Selain melanggar Undang-undang Nomor 23 tahun 2002 tentang Perlindungan Anak, pasal 16 ayat 1. Hukuman kepada anak dalam bentuk kekerasan, memiliki dampak yang negatif, hal ini dikemukakan oleh Slade dan Wissow dalam "The Influence of Childhood Maltreatment on Adolescents Academic Performance" bahwa anak yang sering mendapatkan kekerasan fisik atau kekerasan lain akan menghadapi masalah perilaku pada masa yang akan datang, karena tindakan kekerasan itu akan terus diingat dengan diiringi perilaku emosional dan gangguan penyesuaian.

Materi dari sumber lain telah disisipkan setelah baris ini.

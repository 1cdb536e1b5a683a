use crate::camera::Camera;
use crate::input::PointerState;
use crate::math::intersect_sphere;
use crate::scene::BubblePool;

/// A confirmed ray hit: which bubble and how far along the ray
#[derive(Debug, Clone, Copy, PartialEq)]
pub struct Hit {
    pub id: u32,
    pub distance: f32,
}

/// Result of one per-frame pick. Recomputed every frame, never persisted.
#[derive(Debug, Clone, Copy, PartialEq, Default)]
pub struct PickResult {
    pub hit: Option<Hit>,
}

impl PickResult {
    pub fn hit_id(&self) -> Option<u32> {
        self.hit.map(|h| h.id)
    }
}

/// Picking contract: cast a ray through the pointer and find the nearest
/// visible bubble. Behind a trait so a spatial index can replace the linear
/// scan without touching callers.
pub trait Picker {
    fn pick(&self, pointer: PointerState, camera: &Camera, bubbles: &BubblePool) -> PickResult;
}

/// Brute-force picker: O(visible bubbles) per call. Plenty for pools of a
/// few hundred.
#[derive(Debug, Default)]
pub struct LinearPicker;

impl Picker for LinearPicker {
    fn pick(&self, pointer: PointerState, camera: &Camera, bubbles: &BubblePool) -> PickResult {
        let ray = camera.unproject(pointer);

        let mut nearest: Option<Hit> = None;
        for bubble in bubbles.visible() {
            if let Some(distance) = intersect_sphere(&ray, bubble.position, bubble.radius) {
                let closer = nearest.map_or(true, |h| distance < h.distance);
                if closer {
                    nearest = Some(Hit {
                        id: bubble.id,
                        distance,
                    });
                }
            }
        }

        PickResult { hit: nearest }
    }
}

/// Hover transition, used for cursor affordance only (never scoring)
#[derive(Debug, Clone, Copy, PartialEq, Eq)]
pub enum HoverEvent {
    Enter(u32),
    Leave(u32),
}

/// Compares this frame's hit identity against the previous frame's.
///
/// empty -> hit(A) yields Enter(A); hit(A) -> empty yields Leave(A);
/// hit(A) -> hit(B) yields Leave(A) then Enter(B), never a silent swap.
#[derive(Debug, Clone, Copy, Default)]
pub struct HoverTracker {
    current: Option<u32>,
}

impl HoverTracker {
    pub fn new() -> Self {
        Self::default()
    }

    pub fn is_hovering(&self) -> bool {
        self.current.is_some()
    }

    pub fn update(&mut self, pick: &PickResult) -> Vec<HoverEvent> {
        let next = pick.hit_id();
        let mut events = Vec::new();

        if next != self.current {
            if let Some(prev) = self.current {
                events.push(HoverEvent::Leave(prev));
            }
            if let Some(id) = next {
                events.push(HoverEvent::Enter(id));
            }
            self.current = next;
        }

        events
    }
}
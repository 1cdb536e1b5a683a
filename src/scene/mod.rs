mod bubbles;
mod glassware;

pub use bubbles::{Bubble, BubblePool, SpawnVolume};
pub use glassware::{glass_cylinders, table, year_text};

use rand::Rng;

use crate::config::SceneConfig;
use crate::types::{BoxData, CylinderData};

/// Linear fog fading distant geometry into the #262837 haze
#[derive(Debug, Clone, Copy)]
pub struct Fog {
    pub color: [f32; 3],
    pub near: f32,
    pub far: f32,
}

/// The assembled scene: static glassware and table, festive text, and the
/// live bubble pool. One builder covers every variant; the differences
/// (interaction, tuning panel, camera limits) live in `SceneConfig`.
#[derive(Debug, Clone)]
pub struct Scene {
    pub bubbles: BubblePool,
    pub boxes: Vec<BoxData>,
    pub cylinders: Vec<CylinderData>,
    pub fog: Fog,
}

impl Scene {
    pub fn build(config: &SceneConfig, rng: &mut impl Rng) -> Self {
        let mut bubbles = BubblePool::new(
            config.bubble_count,
            config.bubble_radius,
            SpawnVolume::glass(),
            rng,
        );
        bubbles.set_rise_speed(config.rise_speed);

        let mut boxes = vec![table()];
        boxes.extend(year_text(config.year));

        Self {
            bubbles,
            boxes,
            cylinders: glass_cylinders(),
            fog: Fog {
                color: config.fog_color,
                near: config.fog_near,
                far: config.fog_far,
            },
        }
    }

    /// Per-frame scene mutation: bubble drift
    pub fn animate(&mut self, delta: f32) {
        self.bubbles.drift(delta);
    }
}

#[cfg(test)]
mod tests {
    use super::*;
    use rand::rngs::StdRng;
    use rand::SeedableRng;

    #[test]
    fn test_build_default_scene() {
        let mut rng = StdRng::seed_from_u64(1);
        let scene = Scene::build(&SceneConfig::default(), &mut rng);

        assert_eq!(scene.bubbles.len(), 50);
        assert_eq!(scene.cylinders.len(), 3);
        // Table plus at least one segment per digit
        assert!(scene.boxes.len() > 4);
        assert_eq!(scene.fog.near, 15.0);
        assert_eq!(scene.fog.far, 40.0);
    }

    #[test]
    fn test_animate_moves_bubbles() {
        let mut rng = StdRng::seed_from_u64(1);
        let mut scene = Scene::build(&SceneConfig::default(), &mut rng);
        let before = scene.bubbles.get(0).unwrap().position;
        scene.animate(0.5);
        assert!(scene.bubbles.get(0).unwrap().position.y > before.y);
    }
}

Dampak Negatif Kekerasan Anak
Berdasarkan Studi Global, ditunjukkan beberapa dampak negatif kekerasan anak:
Pelajaran anak terganggu
Rekaman perilaku kekerasan membuat anak menjadi kurang konsentrasi dalam belajar, malas sekolah dan akhirnya mereka keluar dari sekolah bahkan menyerap perilaku kekerasan dalam pergaulannya sehari-hari.
Munculnya gejala maladaptif
Anak akan lebih menarik diri, pemalu bahkan menangis jika didekati orang lain.
Anak menjadi tidak bahagia
Rasa tidak bahagia akan menyelimuti anak, anak akan dipenuhi rasa, selalu cemas, tidak memiliki inisiatif untuk berpendapat serta tidak memiliki keterampilan berkomunikasi, pemalu, tidak memiliki harga diri sebagai seorang anak bahkan perasaan dendam pada pemberi hukuman akan tumbuh pada anak.
Mendidik anak sejatinya memang bukan perkara mudah, tetapi memberikan kekerasan kepada anak dengan alasan mendidik bukanlah hal yang dibenarkan. Banyak hal yang bisa orang tua lakukan dalam memberikan pendidikan atau pendisiplinan yang positif, seperti memberikan kehangatan kepada anak. Kehangatan disini berarti perasaan aman secara emosional, cinta tanpa syarat, kasih sayang secara verbal dan fisik, menghormati terhadap perkembangan anak, peka terhadap kebutuhan anak, peduli dengan perasaan anak. Dengan demikian, tindakan ini akan memberikan efek yang baik untuk kehidupan anak.